Although novel technologies, such as UV light and hydrogen peroxide plasma, have shown some promise in preventing MRSA and other HAIs, they still require a staff member to preclean a room. Additionally, the data aren't definitive regarding effectiveness, revealing that some technologies pose safety challenges and delays in room turnaround, which prolongs patients' stay in EDs where inappropriate cleaning and hand hygiene challenges are significant.


Patient hygiene

Patient hygiene is becoming an increasing focus for preventing the transmission of MRSA and other HAIs. The data to date have focused primarily, but not exclusively, on patients in the ICU and the use of CHG. As shown in the REDUCE MRSA Trial, MRSA and other HAI rates can decrease significantly when the patient is bathed daily. However, it should be noted that there are disparities in the literature; some studies have shown that CHG with bath basins fails to reduce MRSA, whereas others have shown success with CHG.26,27


Nevertheless, given the repeated studies in different acute care settings demonstrating reduction in at least some HAIs (MRSA, C. difficile, CLABSIs, surgical site infections, and vancomycin-resistant enterococci) with CHG use and the marginal adverse reactions of such an approach, there's little rationale for not implementing it.


Healthcare worker hand hygiene

Hand hygiene has been recognized as an important step toward interrupting disease transmission. Studies have also been conducted that show increasing hand hygiene has reduced MRSA transmission on a unit.28,29 Unfortunately, very little data have been produced that demonstrate the ability to gain and maintain 100% hand hygiene adherence.


However, in the past few years, new technologies have been developed that allow for reminders and evaluation of healthcare worker hand hygiene at specific times, such as upon entering and exiting a patient's room. These products, although not infallible, allow unbiased and constant evaluation of units or, in some cases, specific healthcare worker hand hygiene adherence. This technology is promising but hasn't yet gained wide usage in acute care settings.


Antimicrobial stewardship

Antimicrobial stewardship has been noted to be an effective way to control MRSA and other MDROs.30 Antimicrobial stewardship is "a set of coordinated strategies to improve the use of antimicrobial medications with the goal of enhancing patient health outcomes, reducing resistance to antibiotics, and decreasing unnecessary costs."31 In fact, the early literature supporting AST for reducing MRSA at one institution was mirrored by claims that antibiotic controls had also reduced MRSA at the same institution. Currently, The Joint Commission and several states are requiring that antibiotic stewardship be conducted by all healthcare institutions.
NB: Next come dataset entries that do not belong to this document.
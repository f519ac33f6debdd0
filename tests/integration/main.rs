//! Integration tests for weave
//!
//! These drive the built binary and the two libraries together.

use std::path::Path;
use std::process::Command;

use tempfile::TempDir;
use weave_graph::{EdgeColor, EdgeListFile};

fn weave() -> Command {
    Command::new(env!("CARGO_BIN_EXE_weave"))
}

/// Test that the CLI can be invoked
#[test]
fn test_cli_invocation() {
    let output = weave().arg("--help").output().expect("Failed to execute command");

    let stdout = String::from_utf8_lossy(&output.stdout);
    assert!(output.status.success());
    assert!(stdout.contains("Edge-colored graph drawing and single-header merging"));
    for command in ["draw", "bridges", "merge", "version"] {
        assert!(stdout.contains(command), "missing subcommand {}", command);
    }
}

#[test]
fn test_draw_dot_to_file() {
    let dir = TempDir::new().unwrap();
    let out = dir.path().join("graph.dot");

    let status = weave()
        .args(["draw", "--preset", "bridges-head", "--format", "dot", "-o"])
        .arg(&out)
        .status()
        .unwrap();
    assert!(status.success());

    let dot = std::fs::read_to_string(&out).unwrap();
    assert!(dot.starts_with("graph weave {"));
    assert!(dot.contains("0 -- 1 [color=\"blue\", penwidth=1];"));

    // Highlighted edges come after normal ones.
    let blue = dot.find("0 -- 1").unwrap();
    let red = dot.find("3 -- 7 [color=\"red\"").unwrap();
    assert!(blue < red);
}

#[test]
fn test_draw_empty_preset_to_stdout() {
    let output = weave().args(["draw", "--preset", "empty"]).output().unwrap();
    assert!(output.status.success());
    let svg = String::from_utf8_lossy(&output.stdout);
    assert!(svg.starts_with("<svg"));
    assert!(!svg.contains("<line"));
}

#[test]
fn test_draw_strict_colors_rejects_unknown_label() {
    let dir = TempDir::new().unwrap();
    let edges = dir.path().join("edges.toml");
    std::fs::write(
        &edges,
        "[[edges]]\na = 0\nb = 1\ncolor = \"green\"\n",
    )
    .unwrap();

    let lenient = weave().arg("draw").arg("--edges").arg(&edges).output().unwrap();
    assert!(lenient.status.success());

    let strict = weave()
        .arg("draw")
        .arg("--edges")
        .arg(&edges)
        .arg("--strict-colors")
        .output()
        .unwrap();
    assert!(!strict.status.success());
    assert!(String::from_utf8_lossy(&strict.stderr).contains("green"));
}

#[test]
fn test_bridges_command_marks_sample_bridges() {
    let output = weave().args(["bridges", "--preset", "bridges"]).output().unwrap();
    assert!(output.status.success());

    let file = EdgeListFile::from_toml(&String::from_utf8_lossy(&output.stdout)).unwrap();
    assert_eq!(file.edges.len(), 30);
    let highlighted: Vec<_> = file
        .edges
        .iter()
        .filter(|e| e.color == EdgeColor::Highlighted)
        .map(|e| e.endpoints())
        .collect();
    assert_eq!(highlighted, vec![(3, 7), (8, 14), (14, 17)]);
}

fn write(path: &Path, content: &str) {
    std::fs::write(path, content).unwrap();
}

#[cfg(unix)]
#[test]
fn test_merge_with_failing_tool_exits_nonzero() {
    let dir = TempDir::new().unwrap();
    let root = dir.path();
    write(&root.join("main.cpp"), "int main() {}\n");

    let output = weave()
        .current_dir(root)
        .args(["merge", "--tool", "false", "--entry", "main.cpp"])
        .output()
        .unwrap();
    assert!(!output.status.success());
    assert!(String::from_utf8_lossy(&output.stderr).contains("exited with"));
    assert!(!root.join("single_header.cpp").exists());
}

#[test]
fn test_merge_rejects_bad_lib_argument() {
    let dir = TempDir::new().unwrap();
    let output = weave()
        .current_dir(dir.path())
        .args(["merge", "--lib", "missing-separator"])
        .output()
        .unwrap();
    assert!(!output.status.success());
    assert!(String::from_utf8_lossy(&output.stderr).contains("INCLUDE=PATH"));
}

#[test]
fn test_draw_recolor_bridges_marks_bridges_red() {
    let dir = TempDir::new().unwrap();
    let edges = dir.path().join("edges.toml");
    let mut text = String::new();
    for (a, b) in [(0, 1), (1, 2), (2, 0), (2, 3), (3, 4)] {
        text.push_str(&format!("[[edges]]\na = {}\nb = {}\ncolor = \"blue\"\n\n", a, b));
    }
    write(&edges, &text);

    let output = weave()
        .arg("draw")
        .arg("--edges")
        .arg(&edges)
        .args(["--recolor-bridges", "--format", "dot"])
        .output()
        .unwrap();
    assert!(output.status.success());

    let dot = String::from_utf8_lossy(&output.stdout);
    for cycle_edge in ["0 -- 1", "1 -- 2", "2 -- 0"] {
        assert!(dot.contains(&format!("{} [color=\"blue\"", cycle_edge)), "{}", dot);
    }
    assert!(dot.contains("2 -- 3 [color=\"red\", penwidth=2];"));
    assert!(dot.contains("3 -- 4 [color=\"red\", penwidth=2];"));
    assert_eq!(dot.matches("[color=\"red\"").count(), 2);
}

/// Stand-in preprocessor: copies the last argument (the entry point) to the
/// path following `-o`.
#[cfg(unix)]
fn write_copy_tool(path: &Path) {
    use std::io::Write as _;
    use std::os::unix::fs::PermissionsExt;

    let mut file = std::fs::File::create(path).unwrap();
    file.write_all(b"#!/bin/sh\nout=\"$2\"\nfor last; do :; done\ncp \"$last\" \"$out\"\n")
        .unwrap();
    file.sync_all().unwrap();
    drop(file);
    std::fs::set_permissions(path, std::fs::Permissions::from_mode(0o755)).unwrap();
}

#[cfg(unix)]
#[test]
fn test_merge_uses_config_file_and_flag_overrides() {
    let dir = TempDir::new().unwrap();
    let root = dir.path();
    let tool = root.join("copy-pp.sh");
    write_copy_tool(&tool);

    write(
        &root.join("main.cpp"),
        "#include <vendor/json.hpp>\n#include <vector>\nint main() { return 0; }\n",
    );
    write(&root.join("json.hpp"), "// vendored json\nstruct Json {};\n");
    // The configured tool would fail; the command-line flag replaces it.
    write(
        &root.join("weave-merge.toml"),
        r#"
tool = "false"
entry_point = "main.cpp"

[[libraries]]
include = "vendor/json.hpp"
source = "json.hpp"
"#,
    );

    let output = weave()
        .current_dir(root)
        .arg("merge")
        .arg("--tool")
        .arg(&tool)
        .output()
        .unwrap();
    assert!(
        output.status.success(),
        "{}",
        String::from_utf8_lossy(&output.stderr)
    );

    assert_eq!(
        std::fs::read_to_string(root.join("out.hpp")).unwrap(),
        "#include <vector>\nint main() { return 0; }\n"
    );
    assert_eq!(
        std::fs::read(root.join("single_header.cpp")).unwrap(),
        b"// vendored json\nstruct Json {};\n#include <vector>\nint main() { return 0; }\n".to_vec()
    );
}
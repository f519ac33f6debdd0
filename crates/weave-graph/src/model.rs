//! Core data structures for the edge-colored graph

use std::fmt;

use serde::{Deserialize, Deserializer, Serialize, Serializer};

/// Opaque node identifier.
#[derive(Debug, Clone, Copy, PartialEq, Eq, Hash, PartialOrd, Ord, Serialize, Deserialize, Default)]
#[serde(transparent)]
pub struct NodeId(pub u64);

impl fmt::Display for NodeId {
    fn fmt(&self, f: &mut fmt::Formatter<'_>) -> fmt::Result {
        write!(f, "{}", self.0)
    }
}

/// Rendering category of an edge.
///
/// Only `Normal` and `Highlighted` are drawn. Any other label is carried
/// through as `Other` so the partition can report it.
#[derive(Debug, Clone, PartialEq, Eq, Hash)]
pub enum EdgeColor {
    Normal,
    Highlighted,
    Other(String),
}

impl EdgeColor {
    /// Parse a label by exact match. Accepts the semantic names and the
    /// plotting colors the sample data was written with (`blue`, `red`).
    pub fn parse(label: &str) -> Self {
        match label {
            "normal" | "blue" => EdgeColor::Normal,
            "highlighted" | "red" => EdgeColor::Highlighted,
            _ => EdgeColor::Other(label.to_string()),
        }
    }

    pub fn as_str(&self) -> &str {
        match self {
            EdgeColor::Normal => "normal",
            EdgeColor::Highlighted => "highlighted",
            EdgeColor::Other(label) => label,
        }
    }
}

impl fmt::Display for EdgeColor {
    fn fmt(&self, f: &mut fmt::Formatter<'_>) -> fmt::Result {
        f.write_str(self.as_str())
    }
}

impl Serialize for EdgeColor {
    fn serialize<S: Serializer>(&self, serializer: S) -> Result<S::Ok, S::Error> {
        serializer.serialize_str(self.as_str())
    }
}

impl<'de> Deserialize<'de> for EdgeColor {
    fn deserialize<D: Deserializer<'de>>(deserializer: D) -> Result<Self, D::Error> {
        let label = String::deserialize(deserializer)?;
        Ok(EdgeColor::parse(&label))
    }
}

/// An undirected, color-tagged edge. Endpoints may be equal.
#[derive(Debug, Clone, PartialEq, Eq, Hash, Serialize, Deserialize)]
pub struct ColoredEdge {
    pub a: NodeId,
    pub b: NodeId,
    pub color: EdgeColor,
}

impl ColoredEdge {
    pub fn new(a: u64, b: u64, color: EdgeColor) -> Self {
        ColoredEdge {
            a: NodeId(a),
            b: NodeId(b),
            color,
        }
    }

    pub fn highlighted(a: u64, b: u64) -> Self {
        Self::new(a, b, EdgeColor::Highlighted)
    }

    /// Endpoint pair as plain integers.
    pub fn endpoints(&self) -> (u64, u64) {
        (self.a.0, self.b.0)
    }

    pub fn is_self_loop(&self) -> bool {
        self.a == self.b
    }
}

/// A 2-D position assigned by a layout.
#[derive(Debug, Clone, Copy, PartialEq, Default, Serialize, Deserialize)]
pub struct Point {
    pub x: f64,
    pub y: f64,
}

impl Point {
    pub fn new(x: f64, y: f64) -> Self {
        Point { x, y }
    }
}

/// How nodes are drawn.
#[derive(Debug, Clone, PartialEq, Serialize, Deserialize)]
pub struct NodeStyle {
    pub size: f64,
    pub color: String,
}

/// How one edge class is drawn.
#[derive(Debug, Clone, PartialEq, Serialize, Deserialize)]
pub struct EdgeStyle {
    pub color: String,
    pub width: f64,
}

/// Fixed visual styles for the three draw calls.
#[derive(Debug, Clone, PartialEq, Serialize, Deserialize)]
pub struct Palette {
    pub nodes: NodeStyle,
    pub normal: EdgeStyle,
    pub highlighted: EdgeStyle,
}

impl Default for Palette {
    fn default() -> Self {
        Palette {
            nodes: NodeStyle {
                size: 10.0,
                color: "black".to_string(),
            },
            normal: EdgeStyle {
                color: "blue".to_string(),
                width: 1.0,
            },
            highlighted: EdgeStyle {
                color: "red".to_string(),
                width: 2.0,
            },
        }
    }
}
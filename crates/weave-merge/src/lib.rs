//! Weave Merge — flatten a source tree into one single-header file
//!
//! A preprocessor expands the entry point, include lines for libraries that
//! are spliced in separately get dropped, and the library sources plus the
//! filtered output are concatenated.

pub mod config;
pub mod error;
pub mod filter;
pub mod preprocessor;
pub mod merge;


#[cfg(test)]
pub mod test_utils;

pub use config::{LibrarySpec, MergeConfig, DEFAULT_CONFIG_FILE};
pub use error::MergeError;
pub use filter::IncludeFilter;
pub use preprocessor::{CommandPreprocessor, Preprocessor};
pub use merge::{concatenate, filter_in_place, MergeReport, Merger};
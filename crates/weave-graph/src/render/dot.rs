//! Graphviz DOT surface with pinned positions (`neato -n` friendly)

use std::fmt::Write as _;
use std::fs::File;
use std::io::{BufWriter, Write};
use std::path::Path;

use super::{dot_escape, position_of, GraphRenderer};
use crate::error::RenderError;
use crate::layout::Layout;
use crate::model::{ColoredEdge, EdgeStyle, NodeId, NodeStyle};

/// Points per inch; DOT widths are in inches.
const POINTS_PER_INCH: f64 = 72.0;
const GRAPH_NAME: &str = "weave";

pub struct DotRenderer<W: Write> {
    sink: W,
    body: String,
    presented: bool,
}

impl DotRenderer<BufWriter<File>> {
    pub fn create(path: &Path) -> Result<Self, RenderError> {
        let file = File::create(path)?;
        Ok(Self::new(BufWriter::new(file)))
    }
}

impl<W: Write> DotRenderer<W> {
    pub fn new(sink: W) -> Self {
        DotRenderer {
            sink,
            body: String::new(),
            presented: false,
        }
    }

    pub fn into_inner(self) -> W {
        self.sink
    }
}

impl<W: Write> GraphRenderer for DotRenderer<W> {
    fn draw_nodes(
        &mut self,
        nodes: &[NodeId],
        layout: &Layout,
        style: &NodeStyle,
    ) -> Result<(), RenderError> {
        if self.presented {
            return Err(RenderError::AlreadyPresented);
        }
        let width = style.size / POINTS_PER_INCH;
        let color = dot_escape(&style.color);
        for &node in nodes {
            let p = position_of(layout, node)?;
            let _ = writeln!(
                self.body,
                "  {} [pos=\"{:.3},{:.3}!\", width={:.3}, color=\"{}\"];",
                node, p.x, p.y, width, color
            );
        }
        Ok(())
    }

    fn draw_edges(
        &mut self,
        edges: &[ColoredEdge],
        _layout: &Layout,
        style: &EdgeStyle,
    ) -> Result<(), RenderError> {
        if self.presented {
            return Err(RenderError::AlreadyPresented);
        }
        let color = dot_escape(&style.color);
        for edge in edges {
            let _ = writeln!(
                self.body,
                "  {} -- {} [color=\"{}\", penwidth={}];",
                edge.a, edge.b, color, style.width
            );
        }
        Ok(())
    }

    fn present(&mut self) -> Result<(), RenderError> {
        if self.presented {
            return Err(RenderError::AlreadyPresented);
        }
        writeln!(self.sink, "graph {} {{", GRAPH_NAME)?;
        writeln!(self.sink, "  node [shape=point];")?;
        self.sink.write_all(self.body.as_bytes())?;
        writeln!(self.sink, "}}")?;
        self.sink.flush()?;
        self.presented = true;
        Ok(())
    }
}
However, this approach is ill defined at this time and institutions with few resources, such as infectious disease pharmacists and/or infectious disease physicians, are less likely to implement this intervention than institutions that are considered resource rich. Nurses prompting physicians to be aware of negative culture results or responding to sensitivities can reduce inappropriate antibiotic or broad-spectrum antibiotic use, thus helping to reduce MRSA and other HAIs.


This way to best practices

MRSA is still a very important and dangerous hospital pathogen. The best practice for reducing MRSA is to take approaches that will reduce other healthcare-associated pathogens, not solely focusing on MRSA-specific interventions.